Problem details: Please write out the listing exactly, with nothing altered.

Data supplied:
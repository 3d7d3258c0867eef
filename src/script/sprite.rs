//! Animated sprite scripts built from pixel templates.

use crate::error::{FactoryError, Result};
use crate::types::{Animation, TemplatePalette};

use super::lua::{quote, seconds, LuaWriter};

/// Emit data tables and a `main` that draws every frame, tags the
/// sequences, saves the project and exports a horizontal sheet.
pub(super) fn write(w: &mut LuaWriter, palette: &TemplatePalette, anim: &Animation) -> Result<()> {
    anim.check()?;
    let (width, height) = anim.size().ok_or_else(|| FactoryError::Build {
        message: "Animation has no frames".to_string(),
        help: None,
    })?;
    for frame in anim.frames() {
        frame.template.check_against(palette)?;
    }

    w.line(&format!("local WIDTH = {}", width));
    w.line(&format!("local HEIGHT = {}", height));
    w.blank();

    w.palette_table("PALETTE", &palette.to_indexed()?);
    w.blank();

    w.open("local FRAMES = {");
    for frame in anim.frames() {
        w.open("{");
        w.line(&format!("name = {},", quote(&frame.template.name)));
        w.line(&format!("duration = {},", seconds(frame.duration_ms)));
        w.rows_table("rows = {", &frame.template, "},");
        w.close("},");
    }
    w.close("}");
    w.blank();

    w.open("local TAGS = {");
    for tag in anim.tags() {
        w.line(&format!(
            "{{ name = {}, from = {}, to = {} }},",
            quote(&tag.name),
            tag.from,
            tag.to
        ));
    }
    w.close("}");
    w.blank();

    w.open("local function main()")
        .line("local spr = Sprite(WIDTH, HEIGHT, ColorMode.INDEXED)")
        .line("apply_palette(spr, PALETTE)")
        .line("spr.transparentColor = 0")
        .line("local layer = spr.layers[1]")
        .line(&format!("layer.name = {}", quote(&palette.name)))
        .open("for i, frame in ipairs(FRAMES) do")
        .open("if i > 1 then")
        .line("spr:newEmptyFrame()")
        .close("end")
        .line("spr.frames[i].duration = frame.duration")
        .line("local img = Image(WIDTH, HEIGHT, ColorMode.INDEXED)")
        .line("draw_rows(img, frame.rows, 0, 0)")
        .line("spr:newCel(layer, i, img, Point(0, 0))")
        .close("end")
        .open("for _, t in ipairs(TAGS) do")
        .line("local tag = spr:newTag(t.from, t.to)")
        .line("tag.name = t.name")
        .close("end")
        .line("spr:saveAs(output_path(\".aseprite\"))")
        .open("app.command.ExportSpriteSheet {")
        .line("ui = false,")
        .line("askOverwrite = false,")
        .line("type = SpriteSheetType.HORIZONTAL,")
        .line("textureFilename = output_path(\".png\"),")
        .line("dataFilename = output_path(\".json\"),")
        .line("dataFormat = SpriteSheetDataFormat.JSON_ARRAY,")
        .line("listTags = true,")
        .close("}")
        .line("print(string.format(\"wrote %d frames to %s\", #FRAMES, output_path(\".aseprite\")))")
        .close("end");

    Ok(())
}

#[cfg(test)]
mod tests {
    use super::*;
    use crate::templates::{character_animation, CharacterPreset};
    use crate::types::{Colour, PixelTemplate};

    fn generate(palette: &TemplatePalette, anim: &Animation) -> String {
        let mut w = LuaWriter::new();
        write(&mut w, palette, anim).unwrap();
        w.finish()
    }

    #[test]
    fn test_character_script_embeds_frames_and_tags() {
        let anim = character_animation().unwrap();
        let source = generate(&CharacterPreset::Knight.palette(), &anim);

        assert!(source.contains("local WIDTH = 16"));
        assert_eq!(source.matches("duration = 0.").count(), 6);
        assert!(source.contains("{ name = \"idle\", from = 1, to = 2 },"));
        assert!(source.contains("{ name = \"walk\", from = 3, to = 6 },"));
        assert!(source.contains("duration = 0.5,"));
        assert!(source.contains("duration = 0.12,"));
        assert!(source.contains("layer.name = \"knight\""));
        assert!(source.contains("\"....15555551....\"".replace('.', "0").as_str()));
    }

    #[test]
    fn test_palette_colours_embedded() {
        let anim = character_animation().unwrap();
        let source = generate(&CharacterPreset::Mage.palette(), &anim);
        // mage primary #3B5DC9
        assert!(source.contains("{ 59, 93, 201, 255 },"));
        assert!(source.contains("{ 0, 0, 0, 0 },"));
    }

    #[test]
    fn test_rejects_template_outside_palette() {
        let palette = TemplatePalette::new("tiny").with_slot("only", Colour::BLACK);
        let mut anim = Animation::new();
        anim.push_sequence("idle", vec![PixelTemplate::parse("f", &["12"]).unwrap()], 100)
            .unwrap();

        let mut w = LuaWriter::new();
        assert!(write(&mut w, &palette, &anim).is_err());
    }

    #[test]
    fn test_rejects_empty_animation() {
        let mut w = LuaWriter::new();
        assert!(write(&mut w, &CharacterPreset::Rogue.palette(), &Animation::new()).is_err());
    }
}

Reply to the task:
repository 3d7d3258c0867eef
filename src/script/sprite.rs
//! Animated sprite scripts built from pixel templates.

use crate::error::{FactoryError, Result};
use crate::types::{Animation, TemplatePalette};

use super::lua::{quote, seconds, LuaWriter};

/// Emit data tables and a `main` that draws every frame, tags the
/// sequences, saves the project and exports a horizontal sheet.
pub(super) fn write(w: &mut LuaWriter, palette: &TemplatePalette, anim: &Animation) -> Result<()> {
    anim.check()?;
    let (width, height) = anim.size().ok_or_else(|| FactoryError::Build {
        message: "Animation has no frames".to_string(),
        help: None,
    })?;
    for frame in anim.frames() {
        frame.template.check_against(palette)?;
    }

    w.line(&format!("local WIDTH = {}", width));
    w.line(&format!("local HEIGHT = {}", height));
    w.blank();

    w.palette_table("PALETTE", &palette.to_indexed()?);
    w.blank();

    w.open("local FRAMES = {");
    for frame in anim.frames() {
        w.open("{");
        w.line(&format!("name = {},", quote(&frame.template.name)));
        w.line(&format!("duration = {},", seconds(frame.duration_ms)));
        w.rows_table("rows = {", &frame.template, "},");
        w.close("},");
    }
    w.close("}");
    w.blank();

    w.open("local TAGS = {");
    for tag in anim.tags() {
        w.line(&format!(
            "{{ name = {}, from = {}, to = {} }},",
            quote(&tag.name),
            tag.from,
            tag.to
        ));
    }
    w.close("}");
    w.blank();

    w.open("local function main()")
        .line("local spr = Sprite(WIDTH, HEIGHT, ColorMode.INDEXED)")
        .line("apply_palette(spr, PALETTE)")
        .line("spr.transparentColor = 0")
        .line("local layer = spr.layers[1]")
        .line(&format!("layer.name = {}", quote(&palette.name)))
        .open("for i, frame in ipairs(FRAMES) do")
        .open("if i > 1 then")
        .line("spr:newEmptyFrame()")
        .close("end")
        .line("spr.frames[i].duration = frame.duration")
        .line("local img = Image(WIDTH, HEIGHT, ColorMode.INDEXED)")
        .line("draw_rows(img, frame.rows, 0, 0)")
        .line("spr:newCel(layer, i, img, Point(0, 0))")
        .close("end")
        .open("for _, t in ipairs(TAGS) do")
        .line("local tag = spr:newTag(t.from, t.to)")
        .line("tag.name = t.name")
        .close("end")
        .line("spr:saveAs(output_path(\".aseprite\"))")
        .open("app.command.ExportSpriteSheet {")
        .line("ui = false,")
        .line("askOverwrite = false,")
        .line("type = SpriteSheetType.HORIZONTAL,")
        .line("textureFilename = output_path(\".png\"),")
        .line("dataFilename = output_path(\".json\"),")
        .line("dataFormat = SpriteSheetDataFormat.JSON_ARRAY,")
        .line("listTags = true,")
        .close("}")
        .line("print(string.format(\"wrote %d frames to %s\", #FRAMES, output_path(\".aseprite\")))")
        .close("end");

    Ok(())
}

#[cfg(test)]
mod tests {
    use super::*;
    use crate::templates::{character_animation, CharacterPreset};
    use crate::types::{Colour, PixelTemplate};

    fn generate(palette: &TemplatePalette, anim: &Animation) -> String {
        let mut w = LuaWriter::new();
        write(&mut w, palette, anim).unwrap();
        w.finish()
    }

    #[test]
    fn test_character_script_embeds_frames_and_tags() {
        let anim = character_animation().unwrap();
        let source = generate(&CharacterPreset::Knight.palette(), &anim);

        assert!(source.contains("local WIDTH = 16"));
        assert_eq!(source.matches("duration = 0.").count(), 6);
        assert!(source.contains("{ name = \"idle\", from = 1, to = 2 },"));
        assert!(source.contains("{ name = \"walk\", from = 3, to = 6 },"));
        assert!(source.contains("duration = 0.5,"));
        assert!(source.contains("duration = 0.12,"));
        assert!(source.contains("layer.name = \"knight\""));
        assert!(source.contains("\"....15555551....\"".replace('.', "0").as_str()));
    }

    #[test]
    fn test_palette_colours_embedded() {
        let anim = character_animation().unwrap();
        let source = generate(&CharacterPreset::Mage.palette(), &anim);
        // mage primary #3B5DC9
        assert!(source.contains("{ 59, 93, 201, 255 },"));
        assert!(source.contains("{ 0, 0, 0, 0 },"));
    }

    #[test]
    fn test_rejects_template_outside_palette() {
        let palette = TemplatePalette::new("tiny").with_slot("only", Colour::BLACK);
        let mut anim = Animation::new();
        anim.push_sequence("idle", vec![PixelTemplate::parse("f", &["12"]).unwrap()], 100)
            .unwrap();

        let mut w = LuaWriter::new();
        assert!(write(&mut w, &palette, &anim).is_err());
    }

    #[test]
    fn test_rejects_empty_animation() {
        let mut w = LuaWriter::new();
        assert!(write(&mut w, &CharacterPreset::Rogue.palette(), &Animation::new()).is_err());
    }
}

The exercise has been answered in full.